WHAT THIS TASK INVOLVES> Count every line in the following entries that holds the word "update". Only the number should be given.

DATASET EXTRACT>
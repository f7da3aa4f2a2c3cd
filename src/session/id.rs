//! Session token generation

use std::fmt;
use std::sync::atomic::{AtomicU64, Ordering};
use std::time::{SystemTime, UNIX_EPOCH};

use sha2::{Digest, Sha256};

static NEXT_SEED: AtomicU64 = AtomicU64::new(0);

/// Opaque session token, unique across concurrent sessions
///
/// Carries 128 bits of a SHA-256 digest over a process-wide counter and
/// a nanosecond timestamp, hex-encoded so it can travel in a header.
#[derive(Debug, Clone, PartialEq, Eq, Hash)]
pub struct SessionId(String);

impl SessionId {
    /// Generate a fresh token
    #[must_use]
    pub fn generate() -> Self {
        let mut hasher = Sha256::new();
        hasher.update(NEXT_SEED.fetch_add(1, Ordering::Relaxed).to_le_bytes());

        let timestamp = SystemTime::now()
            .duration_since(UNIX_EPOCH)
            .expect("Time went backwards")
            .as_nanos();
        hasher.update(timestamp.to_le_bytes());

        let digest = hasher.finalize();
        Self(hex::encode(&digest[..16]))
    }

    /// View the token as a string slice
    #[must_use]
    pub fn as_str(&self) -> &str {
        &self.0
    }
}

impl fmt::Display for SessionId {
    fn fmt(&self, f: &mut fmt::Formatter<'_>) -> fmt::Result {
        f.write_str(&self.0)
    }
}

impl From<&str> for SessionId {
    fn from(token: &str) -> Self {
        Self(token.to_string())
    }
}

impl From<String> for SessionId {
    fn from(token: String) -> Self {
        Self(token)
    }
}

#[cfg(test)]
mod tests {
    use super::*;

    #[test]
    fn test_generate_unique() {
        let id1 = SessionId::generate();
        let id2 = SessionId::generate();

        assert_ne!(id1, id2, "Tokens must be unique across generations");
    }

    #[test]
    fn test_token_is_hex_128_bits() {
        let id = SessionId::generate();

        assert_eq!(id.as_str().len(), 32);
        assert!(id.as_str().chars().all(|c| c.is_ascii_hexdigit()));
    }

    #[test]
    fn test_roundtrip_through_string() {
        let id = SessionId::generate();
        let parsed = SessionId::from(id.as_str());

        assert_eq!(id, parsed);
        assert_eq!(id.to_string(), id.as_str());
    }
}
//! Session identity and the process-scoped session registry

mod id;
mod registry;

pub use id::SessionId;
pub use registry::{SessionRegistry, SessionState};
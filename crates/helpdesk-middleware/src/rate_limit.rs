//! Fixed-window rate limiting keyed by client IP

use async_trait::async_trait;
use helpdesk_core::exception::Error;
use helpdesk_http::{Handler, Middleware, Request, Response, Result};
use parking_lot::Mutex;
use std::collections::HashMap;
use std::net::{IpAddr, Ipv4Addr};
use std::sync::Arc;
use std::time::{Duration, Instant};

/// Expired entries are swept once the table grows past this many clients
const SWEEP_THRESHOLD: usize = 1024;

pub const DEFAULT_MAX_CLIENTS: usize = 10_000;

#[derive(Debug, Clone)]
pub struct RateLimitConfig {
	/// Maximum requests per window
	pub max_requests: usize,
	pub window: Duration,
	/// Hard cap on tracked clients. A new client arriving at the cap evicts
	/// the one whose window started first.
	pub max_clients: usize,
}

impl RateLimitConfig {
	pub fn new(max_requests: usize, window: Duration) -> Self {
		Self {
			max_requests,
			window,
			max_clients: DEFAULT_MAX_CLIENTS,
		}
	}

	pub fn per_minute(max_requests: usize) -> Self {
		Self::new(max_requests, Duration::from_secs(60))
	}

	pub fn with_max_clients(mut self, max_clients: usize) -> Self {
		self.max_clients = max_clients.max(1);
		self
	}
}

impl Default for RateLimitConfig {
	fn default() -> Self {
		Self::new(200, Duration::from_secs(15 * 60))
	}
}

#[derive(Debug, Clone)]
struct RateLimitEntry {
	count: usize,
	window_start: Instant,
}

impl RateLimitEntry {
	fn new(now: Instant) -> Self {
		Self {
			count: 0,
			window_start: now,
		}
	}
}

#[derive(Debug, Default)]
struct ClientTable {
	entries: HashMap<IpAddr, RateLimitEntry>,
	/// Earliest instant at which a sweep can remove anything
	next_sweep: Option<Instant>,
}

impl ClientTable {
	fn sweep(&mut self, now: Instant, window: Duration) {
		self.entries
			.retain(|_, entry| now.duration_since(entry.window_start) < window);
		self.next_sweep = self
			.entries
			.values()
			.map(|entry| entry.window_start + window)
			.min();
	}

	fn evict_oldest(&mut self) {
		let oldest = self
			.entries
			.iter()
			.min_by_key(|(_, entry)| entry.window_start)
			.map(|(client, _)| *client);
		if let Some(client) = oldest {
			self.entries.remove(&client);
		}
	}
}

/// Rejects clients that exceed `max_requests` within one window with `429`
pub struct RateLimitMiddleware {
	config: RateLimitConfig,
	table: Mutex<ClientTable>,
}

impl RateLimitMiddleware {
	pub fn new(config: RateLimitConfig) -> Self {
		Self {
			config,
			table: Mutex::new(ClientTable::default()),
		}
	}

	pub fn config(&self) -> &RateLimitConfig {
		&self.config
	}

	/// Count one request from `client`; on rejection returns the time until
	/// the window resets
	fn check(&self, client: IpAddr, now: Instant) -> std::result::Result<(), Duration> {
		let mut table = self.table.lock();

		if table.entries.len() > SWEEP_THRESHOLD && table.next_sweep.is_none_or(|at| now >= at) {
			table.sweep(now, self.config.window);
		}
		if !table.entries.contains_key(&client) && table.entries.len() >= self.config.max_clients {
			table.evict_oldest();
		}

		let entry = table
			.entries
			.entry(client)
			.or_insert_with(|| RateLimitEntry::new(now));

		if now.duration_since(entry.window_start) >= self.config.window {
			*entry = RateLimitEntry::new(now);
		}

		if entry.count >= self.config.max_requests {
			let elapsed = now.duration_since(entry.window_start);
			return Err(self.config.window.saturating_sub(elapsed));
		}

		entry.count += 1;
		Ok(())
	}
}

#[async_trait]
impl Middleware for RateLimitMiddleware {
	async fn process(&self, request: Request, next: Arc<dyn Handler>) -> Result<Response> {
		let client = request
			.remote_addr
			.map(|addr| addr.ip())
			.unwrap_or(IpAddr::V4(Ipv4Addr::UNSPECIFIED));

		if let Err(retry_after) = self.check(client, Instant::now()) {
			tracing::debug!(%client, "rate limit exceeded");
			// round up so clients never retry early
			let secs = retry_after.as_secs() + u64::from(retry_after.subsec_nanos() > 0);
			return Ok(Response::from(Error::TooManyRequests)
				.with_header("Retry-After", &secs.to_string())
				.with_stop_chain(true));
		}

		next.handle(request).await
	}
}

#[cfg(test)]
mod tests {
	use super::*;
	use hyper::StatusCode;
	use rstest::rstest;
	use std::net::SocketAddr;

	struct Ok200;

	#[async_trait]
	impl Handler for Ok200 {
		async fn handle(&self, _request: Request) -> Result<Response> {
			Ok(Response::ok())
		}
	}

	fn request_from(addr: &str) -> Request {
		Request::builder()
			.uri("/tickets")
			.remote_addr(addr.parse::<SocketAddr>().unwrap())
			.build()
			.unwrap()
	}

	#[rstest]
	#[tokio::test]
	async fn test_rejects_after_limit() {
		let limiter = RateLimitMiddleware::new(RateLimitConfig::per_minute(2));
		let next: Arc<dyn Handler> = Arc::new(Ok200);

		for _ in 0..2 {
			let response = limiter
				.process(request_from("10.0.0.1:5000"), next.clone())
				.await
				.unwrap();
			assert_eq!(response.status, StatusCode::OK);
		}

		let response = limiter
			.process(request_from("10.0.0.1:5001"), next.clone())
			.await
			.unwrap();
		assert_eq!(response.status, StatusCode::TOO_MANY_REQUESTS);
		assert!(response.should_stop_chain());
		assert!(response.headers.contains_key("retry-after"));
		let body: serde_json::Value = serde_json::from_slice(&response.body).unwrap();
		assert_eq!(body["message"], "Too many requests, please try again later.");

		// other clients are unaffected
		let response = limiter
			.process(request_from("10.0.0.2:5000"), next)
			.await
			.unwrap();
		assert_eq!(response.status, StatusCode::OK);
	}

	#[rstest]
	fn test_window_resets() {
		let limiter = RateLimitMiddleware::new(RateLimitConfig::new(1, Duration::from_secs(10)));
		let client: IpAddr = "10.0.0.1".parse().unwrap();
		let start = Instant::now();

		assert!(limiter.check(client, start).is_ok());
		let retry = limiter.check(client, start + Duration::from_secs(4)).unwrap_err();
		assert_eq!(retry, Duration::from_secs(6));
		assert!(limiter.check(client, start + Duration::from_secs(10)).is_ok());
	}

	#[rstest]
	fn test_stale_entries_swept() {
		let limiter = RateLimitMiddleware::new(RateLimitConfig::new(5, Duration::from_secs(1)));
		let start = Instant::now();

		for i in 0..=SWEEP_THRESHOLD as u32 {
			let client = IpAddr::V4(Ipv4Addr::from(i + 1));
			limiter.check(client, start).unwrap();
		}
		assert_eq!(limiter.table.lock().entries.len(), SWEEP_THRESHOLD + 1);

		let late = IpAddr::V4(Ipv4Addr::new(192, 168, 0, 1));
		limiter.check(late, start + Duration::from_secs(2)).unwrap();

		assert_eq!(limiter.table.lock().entries.len(), 1);
	}

	#[rstest]
	fn test_no_resweep_until_something_can_expire() {
		let window = Duration::from_secs(10);
		let limiter = RateLimitMiddleware::new(RateLimitConfig::new(5, window));
		let start = Instant::now();

		for i in 0..=SWEEP_THRESHOLD as u32 {
			limiter.check(IpAddr::V4(Ipv4Addr::from(i + 1)), start).unwrap();
		}
		let busy = IpAddr::V4(Ipv4Addr::new(192, 168, 0, 1));
		limiter.check(busy, start + Duration::from_secs(1)).unwrap();

		let table = limiter.table.lock();
		assert_eq!(table.entries.len(), SWEEP_THRESHOLD + 2);
		assert_eq!(table.next_sweep, Some(start + window));
	}

	#[rstest]
	fn test_table_is_capped() {
		let limiter =
			RateLimitMiddleware::new(RateLimitConfig::per_minute(5).with_max_clients(3));
		let start = Instant::now();

		for i in 0..5u32 {
			let client = IpAddr::V4(Ipv4Addr::from(i + 1));
			limiter.check(client, start + Duration::from_millis(u64::from(i))).unwrap();
		}

		let table = limiter.table.lock();
		assert_eq!(table.entries.len(), 3);
		assert!(!table.entries.contains_key(&IpAddr::V4(Ipv4Addr::from(1))));
		assert!(table.entries.contains_key(&IpAddr::V4(Ipv4Addr::from(5))));
	}
}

ANSWER BELOW> 2